(Stored items)

• • • •

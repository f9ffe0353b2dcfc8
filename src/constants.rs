// DOM and drawing constants for the browser host.
//
// Simulation tuning lives in `trail_core::constants`; these only affect how a
// frame is put on screen.

// Overlay canvas
pub const OVERLAY_CANVAS_ID: &str = "cursor-trail-canvas";
pub const OVERLAY_Z_INDEX: u32 = 9995; // below the marker layer used by the page
pub const OVERLAY_STYLE: &str =
    "position:fixed;top:0;left:0;width:100vw;height:100vh;pointer-events:none;";

// Colour
pub const PRIMARY_CSS_VAR: &str = "--primary";
pub const FALLBACK_PRIMARY: &str = "#00bcd4";
pub const MOVING_FILL: &str = "rgba(0,188,212,0.2)";
pub const MOVING_SHADOW: &str = "rgba(0,188,212,0.3)";
pub const MOVING_SHADOW_BLUR: f64 = 10.0;

// Marker stroke
pub const MARKER_BORDER_WIDTH: f64 = 2.0;

// Device detection
pub const SMALL_SCREEN_QUERY: &str = "(max-width: 480px)";

// Theme changes that invalidate the cached primary colour
pub const THEME_ATTRIBUTES: &[&str] = &["class", "style", "data-theme"];
pub const COLOR_SCHEME_QUERY: &str = "(prefers-color-scheme: dark)";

• • • •

§ **YOUR GOAL**
The output must consist solely of the lines from the first line of the records through the line containing "pub const OVERLAY_CANVAS_ID: &str", reproduced exactly.

§ **ANSWER TO THIS PROBLEM**
repository f9ffe0353b2dcfc8
filename src/constants.rs
// DOM and drawing constants for the browser host.
//
// Simulation tuning lives in `trail_core::constants`; these only affect how a
// frame is put on screen.

// Overlay canvas
pub const OVERLAY_CANVAS_ID: &str = "cursor-trail-canvas";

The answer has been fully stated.